01.05.17

Obamacare Has Failed the American People

‘History will record Obamacare as a failed partisan experiment, an attack on the American middle class, a lesson to future generations about how not to legislate... We didn’t cause this problem, but we’re now determined to provide relief. We’re determined to live up to our promise to the American people and repeal this failed law.’

WASHINGTON, D.C. – U.S. Senate Majority Leader Mitch McConnell (R-KY) made the following remarks on the Senate floor today regarding the failure of Obamacare:

“Obamacare was sold to the American people with a lot of promises and a lot of fanfare.

“Speech after speech. Promise after promise.

“Splashy PR campaigns.

“Quirky YouTube videos.

“But the American people never bought it, and the law never worked out the way it was promised. It opened to big problems and crashing computers on day one. Millions lost their health plans and the doctors they were promised they could keep. Things only got worse from there.

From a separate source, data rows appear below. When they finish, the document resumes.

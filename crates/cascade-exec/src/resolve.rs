//! Placeholder resolution
//!
//! Converts the compiler's `__REF__`/`__SRC__`/`__THIS__` tokens into
//! physical identifiers once the target environment is known. Runs as a
//! single regex pass over the SQL, immediately before execution.

use crate::error::{ExecError, ExecResult};
use cascade_core::{CoreError, ModelName, ModelRegistry, SourceCatalog};
use regex::Regex;
use std::sync::OnceLock;

fn placeholder_regex() -> &'static Regex {
    static RE: OnceLock<Regex> = OnceLock::new();
    RE.get_or_init(|| {
        Regex::new(r"__REF__([A-Za-z0-9_.]+?)__\b|__SRC__([A-Za-z0-9_]+?)__([A-Za-z0-9_]+?)__\b|__THIS__")
            .expect("static placeholder regex is valid")
    })
}

/// Resolves logical names to physical identifiers for one environment
pub struct Resolver<'a> {
    registry: &'a ModelRegistry,
    catalog: &'a SourceCatalog,
    database: Option<&'a str>,
    schema: Option<&'a str>,
}

impl<'a> Resolver<'a> {
    pub fn new(
        registry: &'a ModelRegistry,
        catalog: &'a SourceCatalog,
        database: Option<&'a str>,
        schema: Option<&'a str>,
    ) -> Self {
        Self {
            registry,
            catalog,
            database,
            schema,
        }
    }

    /// Physical identifier of a model: `<database>.<schema>.<leaf>`.
    ///
    /// The schema comes from, in order: the model's config override, the
    /// dotted prefix of the model name, the profile default.
    pub fn physical_identifier(&self, name: &ModelName, schema_override: Option<&str>) -> String {
        let schema = schema_override
            .or(name.layer())
            .or(self.schema);

        let mut parts: Vec<&str> = Vec::new();
        if let Some(database) = self.database {
            parts.push(database);
        }
        if let Some(schema) = schema {
            parts.push(schema);
        }
        let leaf = name.leaf();
        parts.push(leaf);
        parts.join(".")
    }

    /// Physical identifier of a registered model, honouring its config.
    pub fn model_identifier(&self, name: &ModelName) -> ExecResult<String> {
        let model = self.registry.get(name.as_str())?;
        Ok(self.physical_identifier(name, model.config.schema.as_deref()))
    }

    /// Resolve every placeholder in `sql`. `this` is the physical identifier
    /// of the model being executed.
    pub fn resolve_sql(&self, sql: &str, this: &str) -> ExecResult<String> {
        let re = placeholder_regex();
        let mut failure: Option<ExecError> = None;

        let resolved = re.replace_all(sql, |caps: &regex::Captures<'_>| {
            if failure.is_some() {
                return caps[0].to_string();
            }
            if let Some(name) = caps.get(1) {
                let outcome = ModelName::try_new(name.as_str())
                    .ok_or_else(|| {
                        ExecError::Core(CoreError::ModelNotFound {
                            name: name.as_str().to_string(),
                        })
                    })
                    .and_then(|model_name| self.model_identifier(&model_name));
                match outcome {
                    Ok(identifier) => identifier,
                    Err(e) => {
                        failure = Some(e);
                        caps[0].to_string()
                    }
                }
            } else if let (Some(group), Some(table)) = (caps.get(2), caps.get(3)) {
                match self.catalog.resolve(group.as_str(), table.as_str()) {
                    Ok(identifier) => identifier,
                    Err(e) => {
                        failure = Some(ExecError::Core(e));
                        caps[0].to_string()
                    }
                }
            } else {
                this.to_string()
            }
        });

        match failure {
            Some(error) => Err(error),
            None => Ok(resolved.into_owned()),
        }
    }
}

#[cfg(test)]
#[path = "resolve_test.rs"]
mod tests;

“We’ve all gotten the calls and the letters.

“We’ve all seen the pain in our constituents’ eyes.

“We all know how harmful this failed, partisan experiment has been for those we represent.

“We also understand our united mandate to do something about it.

“The American people have hardly been subtle in their negative of Obamacare. That’s borne out in the polling we’ve seen since the passage of this law 7 years ago. This past November, they again called out to Washington — ‘please help us’ they said, ‘please get rid of this law that’s hurting my family.’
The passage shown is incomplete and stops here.